A compilation of the Document or its derivatives with other separate and independent documents or works, in or on a volume of a storage or distribution medium, is called an “aggregate” if the copyright resulting from the compilation is not used to limit the legal rights of the compilation’s users beyond what the individual works permit. When the Document is included in an aggregate, this License does not apply to the other works in the aggregate which are not themselves derivative works of the Document.

If the Cover Text requirement of section 3 is applicable to these copies of the Document, then if the Document is less than one half of the entire aggregate, the Document’s Cover Texts may be placed on covers that bracket the Document within the aggregate, or the electronic equivalent of covers if the Document is in electronic form. Otherwise they must appear on printed covers that bracket the whole aggregate.

8. TRANSLATION

Translation is considered a kind of modification, so you may distribute translations of the Document under the terms of section 4. Replacing Invariant Sections with translations requires special permission from their copyright holders, but you may include translations of some or all Invariant Sections in addition to the original versions of these Invariant Sections. You may include a translation of this License, and all the license notices in the Document, and any Warranty Disclaimers, provided that you also include the original English version of this License and the original versions of those notices and disclaimers. In case of a disagreement between the translation and the original version of this License or a notice or disclaimer, the original version will prevail.

If a section in the Document is Entitled “Acknowledgements”, “Dedications”, or “History”, the requirement (section 4) to Preserve its Title (section 1) will typically require changing the actual title.

9. TERMINATION

You may not copy, modify, sublicense, or distribute the Document except as expressly provided for under this License. Any other attempt to copy, modify, sublicense or distribute the Document is void, and will automatically terminate your rights under this License. However, parties who have received copies, or rights, from you under this License will not have their licenses terminated so long as such parties remain in full compliance.

10. FUTURE REVISIONS OF THIS LICENSE

The Free Software Foundation may publish new, revised versions of the GNU Free Documentation License from time to time. Such new versions will be similar in spirit to the present version, but may differ in detail to address new problems or concerns. See http://www.gnu.org/copyleft/.

Each version of the License is given a distinguishing version number. If the Document specifies that a particular numbered version of this License “or any later version” applies to it, you have the option of following the terms and conditions either of that specified version or of any later version that has been published (not as a draft) by the Free Software Foundation. If the Document does not specify a version number of this License, you may choose any version ever published (not as a draft) by the Free Software Foundation.

ADDENDUM: How to use this License for your documents

To use this License in a document you have written, include a copy of the License in the document and put the following copyright and license notices just after the title page:

Copyright ©YEAR YOUR NAME. Permission is granted to copy, distribute and/or modify this document under the terms of the GNU Free Documentation License, Version 1.2 or any later version published by the Free Software Foundation; with no Invariant Sections, no Front-Cover Texts, and no Back-Cover Texts. A copy of the license is included in the section entitled “GNU Free Documentation License”.

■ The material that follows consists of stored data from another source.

// SPDX-License-Identifier: MPL-2.0
//! The Iced widget for the rotary knob.
//!
//! [`Knob`] renders a [`RotaryKnob`]'s background and rotated knob images
//! and translates raw mouse/touch events into [`TouchEvent`] messages. The
//! application routes those messages back into
//! [`RotaryKnob::handle_touch`] from its update function; that round trip is
//! the control's notification channel.

use crate::config::DEFAULT_KNOB_DIAMETER;
use crate::knob::{RotaryKnob, TouchEvent};
use iced::advanced::image;
use iced::advanced::layout::{self, Layout};
use iced::advanced::mouse;
use iced::advanced::widget::{self, tree, Widget};
use iced::advanced::{Clipboard, Shell};
use iced::{touch, window, Element, Event, Length, Point, Radians, Rectangle, Size, Vector};

/// A widget that displays a [`RotaryKnob`] and feeds it touch input.
///
/// The widget is a thin view over the control: build one per `view` call
/// from a reference to the control in your application state.
pub struct Knob<'a, Message> {
    knob: &'a RotaryKnob,
    on_touch: Box<dyn Fn(TouchEvent) -> Message + 'a>,
    width: Length,
    height: Length,
}

impl<'a, Message> Knob<'a, Message> {
    /// Creates a widget for `knob`, mapping its touch events with
    /// `on_touch`.
    pub fn new(knob: &'a RotaryKnob, on_touch: impl Fn(TouchEvent) -> Message + 'a) -> Self {
        Self {
            knob,
            on_touch: Box::new(on_touch),
            width: Length::Fixed(DEFAULT_KNOB_DIAMETER),
            height: Length::Fixed(DEFAULT_KNOB_DIAMETER),
        }
    }

    /// Sets the width of the widget.
    #[must_use]
    pub fn width(mut self, width: impl Into<Length>) -> Self {
        self.width = width.into();
        self
    }

    /// Sets the height of the widget.
    #[must_use]
    pub fn height(mut self, height: impl Into<Length>) -> Self {
        self.height = height.into();
        self
    }
}

/// Which pointer currently drives the gesture.
///
/// Only the first pointer to land on the control tracks it; a second finger
/// is ignored until the first lifts.
#[derive(Debug, Clone, Copy, PartialEq, Eq, Default)]
enum Pointer {
    #[default]
    Idle,
    Mouse,
    Finger(touch::Finger),
}

#[derive(Debug, Clone, Copy, Default)]
struct State {
    pointer: Pointer,
}

impl<Message, Theme, Renderer> Widget<Message, Theme, Renderer> for Knob<'_, Message>
where
    Renderer: image::Renderer<Handle = image::Handle>,
{
    fn tag(&self) -> tree::Tag {
        tree::Tag::of::<State>()
    }

    fn state(&self) -> tree::State {
        tree::State::new(State::default())
    }

    fn size(&self) -> Size<Length> {
        Size::new(self.width, self.height)
    }

    fn layout(
        &mut self,
        _tree: &mut widget::Tree,
        _renderer: &Renderer,
        limits: &layout::Limits,
    ) -> layout::Node {
        layout::atomic(limits, self.width, self.height)
    }

    fn update(
        &mut self,
        tree: &mut widget::Tree,
        event: &Event,
        layout: Layout<'_>,
        cursor: mouse::Cursor,
        _renderer: &Renderer,
        _clipboard: &mut dyn Clipboard,
        shell: &mut Shell<'_, Message>,
        _viewport: &Rectangle,
    ) {
        if let Event::Window(window::Event::RedrawRequested(_)) = event {
            // Keep frames coming while a rotation transition is in flight.
            if self.knob.is_animating() {
                shell.request_redraw();
            }
            return;
        }

        if !self.knob.is_enabled() {
            return;
        }

        let bounds = layout.bounds();
        let state = tree.state.downcast_mut::<State>();

        match event {
            Event::Mouse(mouse::Event::ButtonPressed(mouse::Button::Left)) => {
                if state.pointer == Pointer::Idle {
                    if let Some(position) = cursor.position_over(bounds) {
                        state.pointer = Pointer::Mouse;
                        shell.publish((self.on_touch)(TouchEvent::Began {
                            offset: offset_from_center(position, bounds),
                        }));
                        shell.capture_event();
                    }
                }
            }
            Event::Mouse(mouse::Event::CursorMoved { position }) => {
                if state.pointer == Pointer::Mouse {
                    shell.publish((self.on_touch)(TouchEvent::Moved {
                        offset: offset_from_center(*position, bounds),
                    }));
                    shell.capture_event();
                }
            }
            Event::Mouse(mouse::Event::ButtonReleased(mouse::Button::Left)) => {
                if state.pointer == Pointer::Mouse {
                    state.pointer = Pointer::Idle;
                    shell.publish((self.on_touch)(TouchEvent::Ended));
                    shell.capture_event();
                }
            }
            Event::Touch(touch::Event::FingerPressed { id, position }) => {
                if state.pointer == Pointer::Idle && bounds.contains(*position) {
                    state.pointer = Pointer::Finger(*id);
                    shell.publish((self.on_touch)(TouchEvent::Began {
                        offset: offset_from_center(*position, bounds),
                    }));
                    shell.capture_event();
                }
            }
            Event::Touch(touch::Event::FingerMoved { id, position }) => {
                if state.pointer == Pointer::Finger(*id) {
                    shell.publish((self.on_touch)(TouchEvent::Moved {
                        offset: offset_from_center(*position, bounds),
                    }));
                    shell.capture_event();
                }
            }
            Event::Touch(touch::Event::FingerLifted { id, .. }) => {
                if state.pointer == Pointer::Finger(*id) {
                    state.pointer = Pointer::Idle;
                    shell.publish((self.on_touch)(TouchEvent::Ended));
                    shell.capture_event();
                }
            }
            Event::Touch(touch::Event::FingerLost { id, .. }) => {
                if state.pointer == Pointer::Finger(*id) {
                    state.pointer = Pointer::Idle;
                    shell.publish((self.on_touch)(TouchEvent::Cancelled));
                    shell.capture_event();
                }
            }
            _ => {}
        }
    }

    fn draw(
        &self,
        _tree: &widget::Tree,
        renderer: &mut Renderer,
        _theme: &Theme,
        _style: &iced::advanced::renderer::Style,
        layout: Layout<'_>,
        _cursor: mouse::Cursor,
        viewport: &Rectangle,
    ) {
        let square = centered_square(layout.bounds());

        if let Some(background) = self.knob.background_image() {
            renderer.draw_image(
                image::Image {
                    handle: background.clone(),
                    filter_method: image::FilterMethod::Linear,
                    rotation: Radians(0.0),
                    border_radius: Default::default(),
                    opacity: 1.0,
                    snap: false,
                },
                square,
                *viewport,
            );
        }

        // No resolved knob image means nothing to draw; the control is
        // documented to degrade to an empty appearance.
        if let Some(handle) = self.knob.current_knob_image() {
            renderer.draw_image(
                image::Image {
                    handle: handle.clone(),
                    filter_method: image::FilterMethod::Linear,
                    rotation: Radians(self.knob.rotation()),
                    border_radius: Default::default(),
                    opacity: 1.0,
                    snap: false,
                },
                square,
                *viewport,
            );
        }
    }

    fn mouse_interaction(
        &self,
        tree: &widget::Tree,
        layout: Layout<'_>,
        cursor: mouse::Cursor,
        _viewport: &Rectangle,
        _renderer: &Renderer,
    ) -> mouse::Interaction {
        if !self.knob.is_enabled() {
            return mouse::Interaction::default();
        }

        let state = tree.state.downcast_ref::<State>();
        if state.pointer != Pointer::Idle {
            mouse::Interaction::Grabbing
        } else if cursor.is_over(layout.bounds()) {
            mouse::Interaction::Pointer
        } else {
            mouse::Interaction::default()
        }
    }
}

impl<'a, Message, Theme, Renderer> From<Knob<'a, Message>> for Element<'a, Message, Theme, Renderer>
where
    Message: 'a,
    Theme: 'a,
    Renderer: image::Renderer<Handle = image::Handle> + 'a,
{
    fn from(knob: Knob<'a, Message>) -> Self {
        Self::new(knob)
    }
}

/// Helper function to create a [`Knob`] widget.
pub fn knob<'a, Message>(
    control: &'a RotaryKnob,
    on_touch: impl Fn(TouchEvent) -> Message + 'a,
) -> Knob<'a, Message> {
    Knob::new(control, on_touch)
}

fn offset_from_center(position: Point, bounds: Rectangle) -> Vector {
    position - bounds.center()
}

/// The largest square centered inside `bounds`; both images draw into it so
/// the knob rotates about the control's center.
fn centered_square(bounds: Rectangle) -> Rectangle {
    let side = bounds.width.min(bounds.height);

    Rectangle {
        x: bounds.x + (bounds.width - side) / 2.0,
        y: bounds.y + (bounds.height - side) / 2.0,
        width: side,
        height: side,
    }
}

If you have Invariant Sections, Front-Cover Texts and Back-Cover Texts, replace the “with…Texts.” line with this:

with the Invariant Sections being LIST THEIR TITLES, with the Front-Cover Texts being LIST, and with the Back-Cover Texts being LIST.

If you have Invariant Sections without Cover Texts, or some other combination of the three, merge those two alternatives to suit the situation.

If your document contains nontrivial examples of program code, we recommend releasing these examples in parallel under your choice of free software license, such as the GNU General Public License, to permit their use in free software.